Lifestyle
Valentine’s Day: Asian guys stereotyped and excluded in online dating
This Valentine’s Day, many single people will be looking for their date online. In fact, this is now one of the most popular ways heterosexual couples meet. Online dating provides users with access to thousands, sometimes millions, of potential partners they are otherwise unlikely to encounter.
It is fascinating to see how online dating — with its expanded dating pools — transforms our dating prospects. Can we broaden our social network to a variety of backgrounds and cultures by accessing thousands of profiles?
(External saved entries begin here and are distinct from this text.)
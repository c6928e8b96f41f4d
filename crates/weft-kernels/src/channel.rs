//! Per-channel effects over interleaved RGBA pixels.
//!
//! Each effect runs as one parallel-for over a single colour channel,
//! viewed as a 4-byte-strided `u8` slice of the pixel buffer. The three
//! channel views of one buffer are disjoint, so R, G and B may be
//! scheduled either as a chain or side by side.

use bytemuck::{Pod, Zeroable};
use weft_buffer::Buffer;
use weft_core::{AccessMode, BufferError, ScheduleError};
use weft_sched::{Scheduler, Task, TaskHandle};

/// One 8-bit RGBA pixel.
#[repr(C)]
#[derive(Clone, Copy, Debug, Default, PartialEq, Eq, Hash, Pod, Zeroable)]
pub struct Rgba32 {
    /// Red.
    pub r: u8,
    /// Green.
    pub g: u8,
    /// Blue.
    pub b: u8,
    /// Alpha.
    pub a: u8,
}

impl Rgba32 {
    /// Build from components.
    pub const fn new(r: u8, g: u8, b: u8, a: u8) -> Self {
        Self { r, g, b, a }
    }

    /// The value of one colour channel.
    pub fn channel(self, channel: Channel) -> u8 {
        match channel {
            Channel::Red => self.r,
            Channel::Green => self.g,
            Channel::Blue => self.b,
        }
    }
}

/// A colour channel of an [`Rgba32`] pixel.
#[derive(Clone, Copy, Debug, PartialEq, Eq, Hash)]
pub enum Channel {
    /// Byte 0.
    Red,
    /// Byte 1.
    Green,
    /// Byte 2.
    Blue,
}

impl Channel {
    /// All colour channels in scheduling order.
    pub const ALL: [Channel; 3] = [Channel::Red, Channel::Green, Channel::Blue];

    /// Byte offset of the channel within a pixel.
    pub fn byte_offset(self) -> usize {
        match self {
            Self::Red => 0,
            Self::Green => 1,
            Self::Blue => 2,
        }
    }
}

/// What to do to a channel value that exceeds its threshold.
#[derive(Clone, Copy, Debug, PartialEq, Eq, Hash)]
pub enum ChannelEffect {
    /// Bitwise not.
    Complement,
    /// Shift left by the value itself.
    LeftShift,
    /// Shift right by the value itself.
    RightShift,
    /// Xor with the threshold.
    ExclusiveOr,
    /// Xor with the value itself, i.e. clear it.
    ExclusiveOrSelf,
}

impl ChannelEffect {
    /// Apply the effect to `value` if it is strictly above `threshold`.
    ///
    /// Shift amounts are taken modulo 32 on a widened value and the result
    /// truncated back to a byte.
    pub fn apply(self, value: u8, threshold: u8) -> u8 {
        if value <= threshold {
            return value;
        }
        let wide = u32::from(value);
        let shift = wide & 31;
        match self {
            Self::Complement => !value,
            Self::LeftShift => (wide << shift) as u8,
            Self::RightShift => (wide >> shift) as u8,
            Self::ExclusiveOr => value ^ threshold,
            Self::ExclusiveOrSelf => 0,
        }
    }
}

/// Image dimensions in pixels.
#[derive(Clone, Copy, Debug, PartialEq, Eq)]
pub struct ImageSize {
    /// Pixels per row.
    pub width: u32,
    /// Number of rows.
    pub height: u32,
}

impl ImageSize {
    /// Number of pixels.
    pub fn pixels(self) -> usize {
        self.width as usize * self.height as usize
    }
}

/// Clamp a requested line skip to one of the supported values 1, 2 or 4.
pub fn normalize_line_skip(requested: u32) -> u32 {
    match requested {
        0 | 1 => 1,
        2 | 3 => 2,
        _ => 4,
    }
}

/// Parameters of a three-channel effect pass.
#[derive(Clone, Debug)]
pub struct ChannelParams {
    /// The effect applied to every channel.
    pub effect: ChannelEffect,
    /// Per-channel thresholds; `a` is ignored.
    pub thresholds: Rgba32,
    /// Requested line skip, normalised with [`normalize_line_skip`].
    pub line_skip: u32,
    /// Image dimensions.
    pub size: ImageSize,
    /// Pixels per batch.
    pub batch_width: usize,
}

impl ChannelParams {
    /// Default pixels per batch.
    pub const DEFAULT_BATCH_WIDTH: usize = 256;

    /// An effect with no line skip and the default batch width.
    pub fn new(effect: ChannelEffect, thresholds: Rgba32, size: ImageSize) -> Self {
        Self {
            effect,
            thresholds,
            line_skip: 1,
            size,
            batch_width: Self::DEFAULT_BATCH_WIDTH,
        }
    }
}

/// How the three channel tasks of one pass relate.
#[derive(Clone, Copy, Debug, PartialEq, Eq)]
pub enum ChannelOrder {
    /// Green after red, blue after green.
    Chained,
    /// All three after the same prerequisites.
    Concurrent,
}

/// Build one task applying `effect` to `channel` of every pixel.
///
/// With a line skip above 1, pixel `i` is processed only when
/// `i % height < width / line_skip`.
pub fn channel_task(
    pixels: &Buffer<Rgba32>,
    channel: Channel,
    threshold: u8,
    params: &ChannelParams,
) -> Result<Task, BufferError> {
    let view = pixels.field_view::<u8>(channel.byte_offset(), AccessMode::ReadWrite)?;
    let effect = params.effect;
    let label = format!("{effect:?}/{channel:?}");
    let skip = normalize_line_skip(params.line_skip);
    let task = if skip == 1 {
        Task::parallel_for(label, view.len(), view, move |i, v| {
            v.update(i, |x| effect.apply(x, threshold));
        })
    } else {
        let height = params.size.height.max(1) as usize;
        let processed = (params.size.width / skip) as usize;
        Task::parallel_for(label, view.len(), view, move |i, v| {
            if i % height < processed {
                v.update(i, |x| effect.apply(x, threshold));
            }
        })
    };
    Ok(task)
}

/// Schedule the effect on R, G and B of `pixels`, after `prerequisites`.
///
/// Returns a handle that completes once all three channels are done.
pub fn schedule_rgb(
    scheduler: &Scheduler,
    pixels: &Buffer<Rgba32>,
    params: &ChannelParams,
    order: ChannelOrder,
    prerequisites: &[TaskHandle],
) -> Result<TaskHandle, ScheduleError> {
    let mut handles = Vec::with_capacity(Channel::ALL.len());
    for channel in Channel::ALL {
        let task = channel_task(pixels, channel, params.thresholds.channel(channel), params)?;
        let after = match (order, handles.last()) {
            (ChannelOrder::Chained, Some(previous)) => std::slice::from_ref(previous),
            _ => prerequisites,
        };
        let handle = scheduler.schedule(task, params.batch_width, after)?;
        handles.push(handle);
    }
    tracing::trace!(effect = ?params.effect, ?order, skip = normalize_line_skip(params.line_skip), "rgb pass scheduled");
    match (order, handles.last()) {
        (ChannelOrder::Chained, Some(last)) => Ok(last.clone()),
        _ => scheduler.combine(&handles),
    }
}

#[cfg(test)]
mod tests {
    use super::*;

    #[test]
    fn values_at_or_below_threshold_are_untouched() {
        for effect in [
            ChannelEffect::Complement,
            ChannelEffect::LeftShift,
            ChannelEffect::RightShift,
            ChannelEffect::ExclusiveOr,
            ChannelEffect::ExclusiveOrSelf,
        ] {
            assert_eq!(effect.apply(100, 100), 100);
            assert_eq!(effect.apply(3, 200), 3);
        }
    }

    #[test]
    fn effects_above_threshold() {
        assert_eq!(ChannelEffect::Complement.apply(0xF0, 0), 0x0F);
        assert_eq!(ChannelEffect::ExclusiveOr.apply(0b1100, 0b0110), 0b1010);
        assert_eq!(ChannelEffect::ExclusiveOrSelf.apply(77, 10), 0);
        // 3 << 3 = 24; 200 << (200 & 31 = 8) truncates to 0.
        assert_eq!(ChannelEffect::LeftShift.apply(3, 0), 24);
        assert_eq!(ChannelEffect::LeftShift.apply(200, 0), 0);
        // 40 >> 8 = 0; 33 >> 1 = 16.
        assert_eq!(ChannelEffect::RightShift.apply(40, 0), 0);
        assert_eq!(ChannelEffect::RightShift.apply(33, 0), 16);
    }

    #[test]
    fn line_skip_is_normalised() {
        let got: Vec<u32> = (0..7).map(normalize_line_skip).collect();
        assert_eq!(got, vec![1, 1, 2, 2, 4, 4, 4]);
    }
}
Or do we limit our choice of partners through targeted searches and strict preference filters?
When photos are readily available for users to evaluate before they decide to chat online or meet offline, who can say that love is blind?
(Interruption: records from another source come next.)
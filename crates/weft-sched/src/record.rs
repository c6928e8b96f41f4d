//! Per-task shared state: batch cursor, dependency gate, outcome.

use std::sync::atomic::{AtomicBool, AtomicUsize, Ordering};
use std::sync::{Arc, Condvar, Mutex, MutexGuard, PoisonError, Weak};

use smallvec::SmallVec;
use weft_buffer::InFlightGuard;
use weft_core::{PayloadFailure, TaskError, TaskId, ViewDescriptors};

use crate::handle::CompletionState;
use crate::pool::PoolShared;
use crate::task::{RunBatch, Task};

/// Lock a mutex, recovering the guard if a panicking thread poisoned it.
///
/// Payloads run under `catch_unwind` and never hold scheduler locks, so
/// the protected data is consistent even after a poison.
pub(crate) fn lock<T>(mutex: &Mutex<T>) -> MutexGuard<'_, T> {
    mutex.lock().unwrap_or_else(PoisonError::into_inner)
}

struct StateCell {
    state: CompletionState,
    outcome: Option<Result<(), TaskError>>,
    dependents: Vec<Arc<TaskRecord>>,
}

/// Everything the scheduler and workers know about one scheduled task.
pub(crate) struct TaskRecord {
    pub(crate) id: TaskId,
    pub(crate) label: String,
    pub(crate) domain: usize,
    pub(crate) batch_width: usize,
    pub(crate) num_batches: usize,
    pub(crate) body: Box<dyn RunBatch>,
    pub(crate) descriptors: ViewDescriptors,
    pub(crate) pool: Weak<PoolShared>,
    /// Next unclaimed batch index.
    pub(crate) next_batch: AtomicUsize,
    /// Batches not yet finished.
    pub(crate) remaining: AtomicUsize,
    /// Unfinished prerequisites plus one guard held by `schedule`.
    pub(crate) pending: AtomicUsize,
    /// Set by whichever path completes the task first.
    finishing: AtomicBool,
    claims: Mutex<Vec<InFlightGuard>>,
    prerequisites: Mutex<SmallVec<[Arc<TaskRecord>; 4]>>,
    failures: Mutex<Vec<PayloadFailure>>,
    upstream: Mutex<Vec<TaskError>>,
    state: Mutex<StateCell>,
    completed: Condvar,
}

impl TaskRecord {
    pub(crate) fn new(
        task: Task,
        batch_width: usize,
        descriptors: ViewDescriptors,
        claims: Vec<InFlightGuard>,
        pool: Weak<PoolShared>,
    ) -> Self {
        let num_batches = task.domain.div_ceil(batch_width);
        Self {
            id: task.id,
            label: task.label,
            domain: task.domain,
            batch_width,
            num_batches,
            body: task.body,
            descriptors,
            pool,
            next_batch: AtomicUsize::new(0),
            remaining: AtomicUsize::new(num_batches),
            pending: AtomicUsize::new(1),
            finishing: AtomicBool::new(false),
            claims: Mutex::new(claims),
            prerequisites: Mutex::new(SmallVec::new()),
            failures: Mutex::new(Vec::new()),
            upstream: Mutex::new(Vec::new()),
            state: Mutex::new(StateCell {
                state: CompletionState::Pending,
                outcome: None,
                dependents: Vec::new(),
            }),
            completed: Condvar::new(),
        }
    }

    /// Gate `self` on `prereq`.
    ///
    /// If the prerequisite already completed, its failure (if any) is
    /// recorded immediately and the gate is not raised.
    pub(crate) fn link_after(self: &Arc<Self>, prereq: &Arc<TaskRecord>) {
        let mut cell = lock(&prereq.state);
        if cell.state == CompletionState::Complete {
            if let Some(Err(e)) = &cell.outcome {
                self.push_upstream(e.clone());
            }
            return;
        }
        self.pending.fetch_add(1, Ordering::AcqRel);
        cell.dependents.push(Arc::clone(self));
        drop(cell);
        lock(&self.prerequisites).push(Arc::clone(prereq));
    }

    /// Drop the gate by one. Returns `true` when it opened.
    pub(crate) fn release_gate(&self) -> bool {
        self.pending.fetch_sub(1, Ordering::AcqRel) == 1
    }

    pub(crate) fn push_upstream(&self, err: TaskError) {
        lock(&self.upstream).push(err);
    }

    pub(crate) fn take_upstream(&self) -> Vec<TaskError> {
        std::mem::take(&mut *lock(&self.upstream))
    }

    pub(crate) fn prerequisites(&self) -> SmallVec<[Arc<TaskRecord>; 4]> {
        lock(&self.prerequisites).clone()
    }

    pub(crate) fn record_failure(&self, failure: PayloadFailure) {
        lock(&self.failures).push(failure);
    }

    /// Outcome of a task whose batches have all run.
    pub(crate) fn batch_outcome(&self) -> Result<(), TaskError> {
        let mut failures = std::mem::take(&mut *lock(&self.failures));
        if failures.is_empty() {
            return Ok(());
        }
        failures.sort_by_key(|f| f.batch_index);
        Err(TaskError::PayloadFailed {
            task: self.id,
            label: self.label.clone(),
            failures,
        })
    }

    pub(crate) fn cancelled(&self) -> TaskError {
        TaskError::Cancelled {
            task: self.id,
            label: self.label.clone(),
        }
    }

    /// Move Pending → Running. Returns `false` if the task already completed.
    pub(crate) fn begin_running(&self) -> bool {
        let mut cell = lock(&self.state);
        if cell.state == CompletionState::Complete {
            return false;
        }
        cell.state = CompletionState::Running;
        true
    }

    /// Claim the right to complete the task. Only the first caller gets
    /// `true`.
    pub(crate) fn begin_completion(&self) -> bool {
        !self.finishing.swap(true, Ordering::AcqRel)
    }

    /// End every in-flight buffer claim and forget the prerequisites.
    pub(crate) fn release_resources(&self) {
        lock(&self.claims).clear();
        lock(&self.prerequisites).clear();
    }

    /// Move to Complete, wake waiters, and hand back the dependents.
    ///
    /// Returns `None` if the task had already completed; the first outcome
    /// wins.
    pub(crate) fn mark_complete(
        &self,
        outcome: Result<(), TaskError>,
    ) -> Option<Vec<Arc<TaskRecord>>> {
        let mut cell = lock(&self.state);
        if cell.state == CompletionState::Complete {
            return None;
        }
        cell.state = CompletionState::Complete;
        cell.outcome = Some(outcome);
        let dependents = std::mem::take(&mut cell.dependents);
        drop(cell);
        self.completed.notify_all();
        Some(dependents)
    }

    pub(crate) fn state(&self) -> CompletionState {
        lock(&self.state).state
    }

    pub(crate) fn is_complete(&self) -> bool {
        self.state() == CompletionState::Complete
    }

    /// Block until Complete and return the stored outcome.
    pub(crate) fn wait(&self) -> Result<(), TaskError> {
        let mut cell = lock(&self.state);
        loop {
            if let Some(outcome) = &cell.outcome {
                return outcome.clone();
            }
            cell = self
                .completed
                .wait(cell)
                .unwrap_or_else(PoisonError::into_inner);
        }
    }

    /// Index range of batch `batch`.
    pub(crate) fn batch_range(&self, batch: usize) -> std::ops::Range<usize> {
        let start = batch * self.batch_width;
        start..start.saturating_add(self.batch_width).min(self.domain)
    }
}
Before I started my research project about online dating in Canada, I did a micro social experiment with my partner. We created two profiles on a mainstream dating app for heterosexuals: one was a profile for a man that used two of his photos — an Asian man — and the other profile was for an Asian woman and used two of my photos.
Each profile included a side-face photo and an outdoor portrait wearing sunglasses. One reason we used side-face photos and self-portraits with sunglasses was to avoid the issue of appearance. In online dating, discrimination based on looks deserves a separate article!
On both profiles, we used the same unisex name, “Blake,” who had the same interests and activities — for example, we included “sushi and beer” as favourites.
Every day, each of us indiscriminately liked 50 profiles in our respective dating pool.
Guess what happened?
Asian men rejected
The female Blake got numerous “likes,” “winks” and messages every day, whereas the male Blake got nothing.
This reality took an emotional toll on my partner. Even though this was just an experiment and he was not actually looking for a date, it still got him down. He asked to stop this experiment after only a few days.
Such experiences are not unique to my partner. Later in my research project, I interviewed many Asian men who shared similar stories.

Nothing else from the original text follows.